Tag Archives: pets

‘Never have more children than you have car windows.’ Erma Bombeck.

I think Erma Bombeck is being rather optimistic here, implying at least some form of orderly conduct is possible as long as each child has a window of their own.  Then again, I imagine she was probably also talking about children of the two-legged variety, rather than those of the fourlegged persuasion.  Anyone who has ever had more than one dog in a car at any given time will know that, no matter how many available windows there might be, every dog will be absolutely desperate to look out of the exact same one . . .

Adding to the general car-chaos in my household is the fact that none of my girls actually like being in the car in the first place.  Even when I do get a day when it appears they have all decided to be good and are happy, smiling and sitting nicely, I can almost guarantee that before we are even out of the driveway they will have somehow managed to transform themselves into a confused and tangled little mass of collars, leads, legs and grumbly, snappy little faces.

(And if (God help me) one of them also gleans that we might actually be on the way to the v.e.t. instead of the beach, any hope of establishing the slightest modicum of doggy-decorum immediately flies out of the very same window they are all still arguing about . . . )

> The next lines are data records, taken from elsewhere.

// --- BER encoding ---------------------------------------------------------

fn push_length(buf: &mut Vec<u8>, len: usize) {
    if len < 0x80 {
        buf.push(len as u8);
    } else {
        let bytes = len.to_be_bytes();
        let skip = bytes.iter().take_while(|&&b| b == 0).count();
        buf.push(0x80 | (bytes.len() - skip) as u8);
        buf.extend_from_slice(&bytes[skip..]);
    }
}

fn push_tlv(buf: &mut Vec<u8>, tag: u8, content: &[u8]) {
    buf.push(tag);
    push_length(buf, content.len());
    buf.extend_from_slice(content);
}

fn push_integer(buf: &mut Vec<u8>, value: i64) {
    let bytes = value.to_be_bytes();
    // minimal two's complement: strip redundant leading 0x00/0xff octets
    let mut start = 0;
    while start < 7 {
        let lead = bytes[start];
        let next_high = bytes[start + 1] & 0x80;
        if (lead == 0x00 && next_high == 0) || (lead == 0xff && next_high != 0) {
            start += 1;
        } else {
            break;
        }
    }
    push_tlv(buf, TAG_INTEGER, &bytes[start..]);
}

fn encode_oid(oid: &Oid) -> Vec<u8> {
    let arcs = oid.arcs();
    let mut out = Vec::with_capacity(arcs.len() + 1);
    out.push((arcs[0] * 40 + arcs[1]) as u8);
    for &arc in &arcs[2..] {
        let mut chunk = [0u8; 5];
        let mut n = arc;
        let mut i = 5;
        loop {
            i -= 1;
            chunk[i] = (n & 0x7f) as u8;
            n >>= 7;
            if n == 0 {
                break;
            }
        }
        for (j, &b) in chunk[i..].iter().enumerate() {
            let last = j == 5 - i - 1;
            out.push(if last { b } else { b | 0x80 });
        }
    }
    out
}

/// Build a GET or GET-NEXT message for a single varbind.
fn encode_request(community: &str, request_id: i64, oid: &Oid, next: bool) -> Vec<u8> {
    let mut varbind = Vec::new();
    push_tlv(&mut varbind, TAG_OID, &encode_oid(oid));
    push_tlv(&mut varbind, TAG_NULL, &[]);

    let mut varbind_list = Vec::new();
    push_tlv(&mut varbind_list, TAG_SEQUENCE, &varbind);

    let mut pdu = Vec::new();
    push_integer(&mut pdu, request_id);
    push_integer(&mut pdu, 0); // error-status
    push_integer(&mut pdu, 0); // error-index
    push_tlv(&mut pdu, TAG_SEQUENCE, &varbind_list);

    let mut message = Vec::new();
    push_integer(&mut message, SNMP_V2C);
    push_tlv(&mut message, TAG_OCTET_STRING, community.as_bytes());
    push_tlv(
        &mut message,
        if next { TAG_GET_NEXT_REQUEST } else { TAG_GET_REQUEST },
        &pdu,
    );

    let mut packet = Vec::new();
    push_tlv(&mut packet, TAG_SEQUENCE, &message);
    packet
}

// --- BER decoding ---------------------------------------------------------

struct Reader<'a> {
    buf: &'a [u8],
    pos: usize,
}

impl<'a> Reader<'a> {
    fn new(buf: &'a [u8]) -> Self {
        Self { buf, pos: 0 }
    }

    fn byte(&mut self) -> Result<u8, DecodeError> {
        let b = *self.buf.get(self.pos).ok_or(DecodeError::Truncated)?;
        self.pos += 1;
        Ok(b)
    }

    fn take(&mut self, n: usize) -> Result<&'a [u8], DecodeError> {
        if self.pos + n > self.buf.len() {
            return Err(DecodeError::BadLength);
        }
        let slice = &self.buf[self.pos..self.pos + n];
        self.pos += n;
        Ok(slice)
    }

    fn length(&mut self) -> Result<usize, DecodeError> {
        let first = self.byte()?;
        if first & 0x80 == 0 {
            return Ok(first as usize);
        }
        let count = (first & 0x7f) as usize;
        if count == 0 || count > 4 {
            return Err(DecodeError::BadLength);
        }
        let mut len = 0usize;
        for &b in self.take(count)? {
            len = (len << 8) | b as usize;
        }
        Ok(len)
    }

    /// Read a TLV header, asserting the tag, and return a reader over
    /// the content.
    fn enter(&mut self, expected: u8) -> Result<Reader<'a>, DecodeError> {
        let tag = self.byte()?;
        if tag != expected {
            return Err(DecodeError::UnexpectedTag(tag));
        }
        let len = self.length()?;
        Ok(Reader::new(self.take(len)?))
    }

    fn integer(&mut self) -> Result<i64, DecodeError> {
        let content = self.enter(TAG_INTEGER)?.buf;
        decode_integer(content)
    }

    fn has_more(&self) -> bool {
        self.pos < self.buf.len()
    }
}

fn decode_integer(content: &[u8]) -> Result<i64, DecodeError> {
    if content.is_empty() || content.len() > 8 {
        return Err(DecodeError::BadLength);
    }
    let mut value: i64 = if content[0] & 0x80 != 0 { -1 } else { 0 };
    for &b in content {
        value = (value << 8) | b as i64;
    }
    Ok(value)
}

fn decode_unsigned(content: &[u8]) -> Result<u64, DecodeError> {
    if content.is_empty() || content.len() > 9 {
        return Err(DecodeError::BadLength);
    }
    let mut value: u64 = 0;
    for &b in content {
        value = (value << 8) | b as u64;
    }
    Ok(value)
}

fn decode_oid(content: &[u8]) -> Result<Oid, DecodeError> {
    if content.is_empty() {
        return Err(DecodeError::BadOid);
    }
    let mut arcs = vec![(content[0] / 40) as u32, (content[0] % 40) as u32];
    let mut acc: u32 = 0;
    for &b in &content[1..] {
        acc = (acc << 7) | (b & 0x7f) as u32;
        if b & 0x80 == 0 {
            arcs.push(acc);
            acc = 0;
        }
    }
    Ok(Oid(arcs))
}

fn decode_value(reader: &mut Reader) -> Result<SnmpValue, DecodeError> {
    let tag = reader.byte()?;
    let len = reader.length()?;
    let content = reader.take(len)?;
    let value = match tag {
        TAG_INTEGER => SnmpValue::Int(decode_integer(content)?),
        TAG_OCTET_STRING => SnmpValue::OctetString(content.to_vec()),
        TAG_NULL => SnmpValue::Null,
        TAG_OID => SnmpValue::ObjectId(decode_oid(content)?),
        TAG_IP_ADDRESS => {
            if content.len() != 4 {
                return Err(DecodeError::BadLength);
            }
            SnmpValue::IpAddress(Ipv4Addr::new(
                content[0], content[1], content[2], content[3],
            ))
        }
        TAG_COUNTER32 | TAG_GAUGE32 | TAG_COUNTER64 => {
            SnmpValue::Counter(decode_unsigned(content)?)
        }
        TAG_TIMETICKS => SnmpValue::TimeTicks(decode_unsigned(content)?),
        TAG_NO_SUCH_OBJECT | TAG_NO_SUCH_INSTANCE | TAG_END_OF_MIB_VIEW => SnmpValue::Absent,
        other => return Err(DecodeError::UnexpectedTag(other)),
    };
    Ok(value)
}

/// Decode a GetResponse message down to its first varbind.
fn decode_response(packet: &[u8]) -> Result<(Oid, SnmpValue), DecodeError> {
    let mut outer = Reader::new(packet);
    let mut message = outer.enter(TAG_SEQUENCE)?;
    let _version = message.integer()?;
    let _community = message.enter(TAG_OCTET_STRING)?;

    let mut pdu = message.enter(TAG_GET_RESPONSE)?;
    let _request_id = pdu.integer()?;
    let error_status = pdu.integer()?;
    let _error_index = pdu.integer()?;
    if error_status != 0 {
        // v1-style error (e.g. noSuchName): treat as an absent value
        return Ok((Oid(vec![0, 0]), SnmpValue::Absent));
    }

    let mut varbinds = pdu.enter(TAG_SEQUENCE)?;
    if !varbinds.has_more() {
        return Err(DecodeError::Truncated);
    }
    let mut varbind = varbinds.enter(TAG_SEQUENCE)?;
    let oid_content = varbind.enter(TAG_OID)?;
    let oid = decode_oid(oid_content.buf)?;
    let value = decode_value(&mut varbind)?;
    Ok((oid, value))
}

// --- Client ---------------------------------------------------------------

/// A single-target SNMP v2c client with a bounded per-request timeout.
#[derive(Debug, Clone)]
pub struct SnmpClient {
    target: SocketAddr,
    community: String,
    timeout: Duration,
}

impl SnmpClient {
    pub fn new(target: SocketAddr, timeout: Duration) -> Self {
        Self {
            target,
            community: "public".to_string(),
            timeout,
        }
    }

    pub fn with_community(mut self, community: impl Into<String>) -> Self {
        self.community = community.into();
        self
    }

    /// GET one OID. `None` covers every way the device can fail to
    /// answer usefully: timeout, network error, malformed BER, or an
    /// absent-value marker.
    pub async fn get(&self, oid: &Oid) -> Option<SnmpValue> {
        let (_, value) = self.request(oid, false).await?;
        if value.is_absent() {
            None
        } else {
            Some(value)
        }
    }

    /// GET-NEXT from one OID, returning the successor varbind.
    pub async fn get_next(&self, oid: &Oid) -> Option<(Oid, SnmpValue)> {
        let (next_oid, value) = self.request(oid, true).await?;
        if matches!(value, SnmpValue::Absent) {
            None
        } else {
            Some((next_oid, value))
        }
    }

    async fn request(&self, oid: &Oid, next: bool) -> Option<(Oid, SnmpValue)> {
        let request_id: i64 = rand::thread_rng().gen_range(1..i32::MAX as i64);
        let packet = encode_request(&self.community, request_id, oid, next);

        let exchange = async {
            let socket = UdpSocket::bind("0.0.0.0:0").await?;
            socket.connect(self.target).await?;
            socket.send(&packet).await?;
            let mut buf = vec![0u8; 65535];
            let n = socket.recv(&mut buf).await?;
            buf.truncate(n);
            Ok::<Vec<u8>, std::io::Error>(buf)
        };

        let response = match tokio::time::timeout(self.timeout, exchange).await {
            Ok(Ok(bytes)) => bytes,
            Ok(Err(err)) => {
                debug!(target = %self.target, %err, "snmp exchange failed");
                return None;
            }
            Err(_) => {
                debug!(target = %self.target, oid = %oid, "snmp request timed out");
                return None;
            }
        };

        match decode_response(&response) {
            Ok(varbind) => Some(varbind),
            Err(err) => {
                debug!(target = %self.target, %err, "undecodable snmp response");
                None
            }
        }
    }
}

#[cfg(test)]
mod tests {
    use super::*;

    fn oid(s: &str) -> Oid {
        s.parse().unwrap()
    }

    #[test]
    fn test_oid_parse_display_round_trip() {
        let text = "1.3.6.1.4.1.1773.1.1.1.7.0";
        assert_eq!(oid(text).to_string(), text);
    }

    #[test]
    fn test_oid_subtree_check() {
        let root = oid("1.3.6.1.4.1.9");
        assert!(oid("1.3.6.1.4.1.9.5.1").starts_with(&root));
        assert!(root.starts_with(&root));
        assert!(!oid("1.3.6.1.4.1.1991.1").starts_with(&root));
        // sharing a numeric prefix in text is not a subtree match
        assert!(!oid("1.3.6.1.4.1.99").starts_with(&root));
    }

    #[test]
    fn test_oid_encode_decode_round_trip() {
        for text in [
            "1.3.6.1.2.1.1.3.0",
            "1.3.6.1.4.1.5835.5.2.100.1.1.4.0",
            "1.3.6.1.4.1.1855.2.21.1.1.2.0",
        ] {
            let original = oid(text);
            assert_eq!(decode_oid(&encode_oid(&original)).unwrap(), original);
        }
    }

    #[test]
    fn test_multibyte_arc_encoding() {
        // 1773 = 0x6ed needs two base-128 bytes: 0x8d 0x6d
        let encoded = encode_oid(&oid("1.3.6.1.4.1.1773"));
        assert_eq!(encoded, vec![0x2b, 0x06, 0x01, 0x04, 0x01, 0x8d, 0x6d]);
    }

    #[test]
    fn test_integer_encoding_minimal() {
        let mut buf = Vec::new();
        push_integer(&mut buf, 0);
        assert_eq!(buf, vec![0x02, 0x01, 0x00]);

        buf.clear();
        push_integer(&mut buf, 128);
        assert_eq!(buf, vec![0x02, 0x02, 0x00, 0x80]);

        buf.clear();
        push_integer(&mut buf, -1);
        assert_eq!(buf, vec![0x02, 0x01, 0xff]);
    }

    #[test]
    fn test_long_form_length() {
        let mut buf = Vec::new();
        push_length(&mut buf, 300);
        assert_eq!(buf, vec![0x82, 0x01, 0x2c]);

        let mut reader = Reader::new(&buf);
        assert_eq!(reader.length().unwrap(), 300);
    }

    /// Build a response packet the way a device would, then decode it.
    fn fake_response(answer_oid: &Oid, value_tlv: &[u8]) -> Vec<u8> {
        let mut varbind = Vec::new();
        push_tlv(&mut varbind, TAG_OID, &encode_oid(answer_oid));
        varbind.extend_from_slice(value_tlv);

        let mut varbind_list = Vec::new();
        push_tlv(&mut varbind_list, TAG_SEQUENCE, &varbind);

        let mut pdu = Vec::new();
        push_integer(&mut pdu, 42);
        push_integer(&mut pdu, 0);
        push_integer(&mut pdu, 0);
        push_tlv(&mut pdu, TAG_SEQUENCE, &varbind_list);

        let mut message = Vec::new();
        push_integer(&mut message, SNMP_V2C);
        push_tlv(&mut message, TAG_OCTET_STRING, b"public");
        push_tlv(&mut message, TAG_GET_RESPONSE, &pdu);

        let mut packet = Vec::new();
        push_tlv(&mut packet, TAG_SEQUENCE, &message);
        packet
    }

    #[test]
    fn test_decode_octet_string_response() {
        let answer = oid("1.3.6.1.4.1.1773.1.1.1.7.0");
        let mut value = Vec::new();
        push_tlv(&mut value, TAG_OCTET_STRING, b"RX8200");

        let packet = fake_response(&answer, &value);
        let (got_oid, got_value) = decode_response(&packet).unwrap();
        assert_eq!(got_oid, answer);
        assert_eq!(got_value.as_text().as_deref(), Some("RX8200"));
    }

    #[test]
    fn test_decode_timeticks_response() {
        let answer = oid("1.3.6.1.2.1.1.3.0");
        let value = vec![TAG_TIMETICKS, 0x03, 0x01, 0x00, 0x00];
        let packet = fake_response(&answer, &value);
        let (_, got) = decode_response(&packet).unwrap();
        assert_eq!(got.as_int(), Some(0x010000));
    }

    #[test]
    fn test_decode_end_of_mib_view() {
        let answer = oid("1.3.6.1.4.1.2000.1");
        let value = vec![TAG_END_OF_MIB_VIEW, 0x00];
        let packet = fake_response(&answer, &value);
        let (_, got) = decode_response(&packet).unwrap();
        assert!(got.is_absent());
    }

    #[test]
    fn test_truncated_packet_is_an_error() {
        let answer = oid("1.3.6.1.2.1.1.3.0");
        let mut value = Vec::new();
        push_tlv(&mut value, TAG_OCTET_STRING, b"x");
        let mut packet = fake_response(&answer, &value);
        packet.truncate(packet.len() - 3);
        assert!(decode_response(&packet).is_err());
    }

    #[test]
    fn test_request_shape() {
        let packet = encode_request("public", 7, &oid("1.3.6.1.2.1.1.1.0"), false);
        // outer SEQUENCE wrapping version, community, GetRequest PDU
        assert_eq!(packet[0], TAG_SEQUENCE);
        assert!(packet.windows(6).any(|w| w == b"public"));
        assert!(packet.contains(&TAG_GET_REQUEST));
    }

    #[test]
    fn test_get_next_request_uses_next_tag() {
        let packet = encode_request("public", 7, &oid("1.3.6.1.4.1.9"), true);
        assert!(packet.contains(&TAG_GET_NEXT_REQUEST));
        assert!(!packet.contains(&TAG_GET_REQUEST));
    }
}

And the fun doesn’t stop there.  By the time we eventually arrive at our destination all three of them will have wound themselves up into such a frenzied state that I will need all my wits about me to get them out of the car again.

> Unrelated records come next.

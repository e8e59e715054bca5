//! Error types for auditscan.
//!
//! Uses `thiserror` for ergonomic error definitions. Only range validation
//! is fatal; every per-host error is contained within that host's job.

use std::path::PathBuf;
use thiserror::Error;

/// Errors raised while validating an address range, before a scan starts.
#[derive(Error, Debug, Clone, PartialEq, Eq)]
pub enum RangeError {
    #[error("invalid range: start address {start} is above end address {end}")]
    InvalidRange { start: String, end: String },

    #[error("not a well-formed IPv4 address: {0}")]
    InvalidAddress(String),
}

/// Per-probe failures. Non-fatal: a probe that fails is a probe that
/// did not match.
#[derive(Error, Debug)]
pub enum ProbeError {
    #[error("probe timed out")]
    Timeout,

    #[error("host unreachable: {0}")]
    Unreachable(String),

    #[error("IO error: {0}")]
    Io(#[from] std::io::Error),
}

/// Malformed payload from a device (BER, JSON, or XML). The affected
/// field is left unpopulated.
#[derive(Error, Debug)]
pub enum DecodeError {
    #[error("truncated BER element")]
    Truncated,

    #[error("unexpected BER tag {0:#04x}")]
    UnexpectedTag(u8),

    #[error("BER length overflows the buffer")]
    BadLength,

    #[error("invalid OID encoding")]
    BadOid,

    #[error("malformed JSON body: {0}")]
    Json(#[from] serde_json::Error),
}

/// File-system failures in the persistence writer. Logged, never fatal
/// to the scan.
#[derive(Error, Debug)]
pub enum PersistError {
    #[error("cannot create directory {path}: {reason}")]
    CreateDir { path: PathBuf, reason: String },

    #[error("cannot write file {path}: {reason}")]
    WriteFile { path: PathBuf, reason: String },

    #[error("serialization failed: {0}")]
    Serialize(#[from] serde_json::Error),
}

/// Unexpected failure inside a driver's populate step, caught at the job
/// boundary.
#[derive(Error, Debug)]
#[error("driver for {address} failed: {reason}")]
pub struct DriverError {
    pub address: String,
    pub reason: String,
}

/// Errors surfaced to the CLI user.
#[derive(Error, Debug)]
pub enum CliError {
    #[error(transparent)]
    Range(#[from] RangeError),

    #[error(transparent)]
    Persist(#[from] PersistError),

    #[error("unknown device type: {0}")]
    UnknownDeviceType(String),

    #[error("{0}")]
    Other(String),
}

/// Result type alias for probe operations.
pub type ProbeResult<T> = Result<T, ProbeError>;

/// Result type alias for CLI operations.
pub type CliResult<T> = Result<T, CliError>;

I know that as soon as I open the car door Maudie will make her break for freedomand she is fast!!  I have to make myself as large as possible in the doorway and make sure I have her leash well in hand before I allow her any space to move at all.  (Still being clipped in to her seatbelt has never been an issue when trying to escape the car . . . )

While attempting to wrangle Maudie I will also be watching Molly as she is always an accident waiting to happen.  Molly is somewhat clumsy on her feet these days (and a tad portly to boot) and if she were to jump from the car without my help she would be more than likely break whatever leg she landed on first or even completely forget to put her legs under her at all and bellyflop hard on to the ground.  (She’s knocked all the wind out of herself one more than one occasion!)  She is also a slippery little sucker when she doesn’t want to be caught . . .

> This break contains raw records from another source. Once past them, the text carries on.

//! Device family identifiers.
//!
//! One variant per product family the classifier can name, plus `Unknown`
//! for hosts that respond but match no rule. Each variant dispatches to
//! exactly one driver in the registry.

use serde::{Deserialize, Serialize};
use std::fmt;
use std::str::FromStr;

/// Identifier for a product family.
#[derive(Debug, Clone, Copy, PartialEq, Eq, Hash, Serialize, Deserialize)]
#[serde(rename_all = "lowercase")]
pub enum DeviceTypeId {
    Rx9500,
    Rx8000,
    Rx1200,
    En8000,
    En8100,
    Spr1000,
    Mx8400,
    Sm6600,
    Eq8000,
    Tt6120,
    Mx5210,
    Mx5000,
    Iplex,
    NccServer,
    Cisco,
    Brocade,
    M6100,
    Elemental,
    Dev,
    Svp2000,
    Svp1000,
    Leitch,
    Unknown,
}

impl DeviceTypeId {
    /// Every known family, in registry order. `Unknown` is last.
    pub const ALL: [DeviceTypeId; 23] = [
        DeviceTypeId::Rx9500,
        DeviceTypeId::Rx8000,
        DeviceTypeId::Rx1200,
        DeviceTypeId::En8000,
        DeviceTypeId::En8100,
        DeviceTypeId::Spr1000,
        DeviceTypeId::Mx8400,
        DeviceTypeId::Sm6600,
        DeviceTypeId::Eq8000,
        DeviceTypeId::Tt6120,
        DeviceTypeId::Mx5210,
        DeviceTypeId::Mx5000,
        DeviceTypeId::Iplex,
        DeviceTypeId::NccServer,
        DeviceTypeId::Cisco,
        DeviceTypeId::Brocade,
        DeviceTypeId::M6100,
        DeviceTypeId::Elemental,
        DeviceTypeId::Dev,
        DeviceTypeId::Svp2000,
        DeviceTypeId::Svp1000,
        DeviceTypeId::Leitch,
        DeviceTypeId::Unknown,
    ];

    /// Short lowercase tag, stable for CLI selection and serialization.
    pub fn tag(&self) -> &'static str {
        match self {
            Self::Rx9500 => "rx9500",
            Self::Rx8000 => "rx8000",
            Self::Rx1200 => "rx1200",
            Self::En8000 => "en8000",
            Self::En8100 => "en8100",
            Self::Spr1000 => "spr1000",
            Self::Mx8400 => "mx8400",
            Self::Sm6600 => "sm6600",
            Self::Eq8000 => "eq8000",
            Self::Tt6120 => "tt6120",
            Self::Mx5210 => "mx5210",
            Self::Mx5000 => "mx5000",
            Self::Iplex => "iplex",
            Self::NccServer => "nccserver",
            Self::Cisco => "cisco",
            Self::Brocade => "brocade",
            Self::M6100 => "m6100",
            Self::Elemental => "elemental",
            Self::Dev => "dev",
            Self::Svp2000 => "svp2000",
            Self::Svp1000 => "svp1000",
            Self::Leitch => "leitch",
            Self::Unknown => "unknown",
        }
    }
}

impl fmt::Display for DeviceTypeId {
    fn fmt(&self, f: &mut fmt::Formatter<'_>) -> fmt::Result {
        f.write_str(self.tag())
    }
}

impl FromStr for DeviceTypeId {
    type Err = String;

    fn from_str(s: &str) -> Result<Self, Self::Err> {
        let needle = s.trim().to_lowercase();
        Self::ALL
            .iter()
            .find(|id| id.tag() == needle)
            .copied()
            .ok_or_else(|| format!("unknown device type: {}", s))
    }
}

And, of course, by the time I have cornered Molly and placed her gently on the ground next to Maudie, I am likely to find that Maudie is, actually, no longer where I thought she was.  Somehow she has managed to get herself back inside the car again (why?  why?) and is now hiding beside her sister Mabel, who has positioned herself (immovable as a rock) as far away from me as she possibly can, having obviously decided that no matter how much she hates the car whatever is outside is much, much worse.  Sigh.

I’ve been considering for a while now what best to do about the situation.  Apart from never (ever ever)  taking the girls in the car again which, unfortunately, isn’t really feasible, I’ve decided that something similar to the option below might be the way to go.

I’m not quite sure about the legal ramifications though . . .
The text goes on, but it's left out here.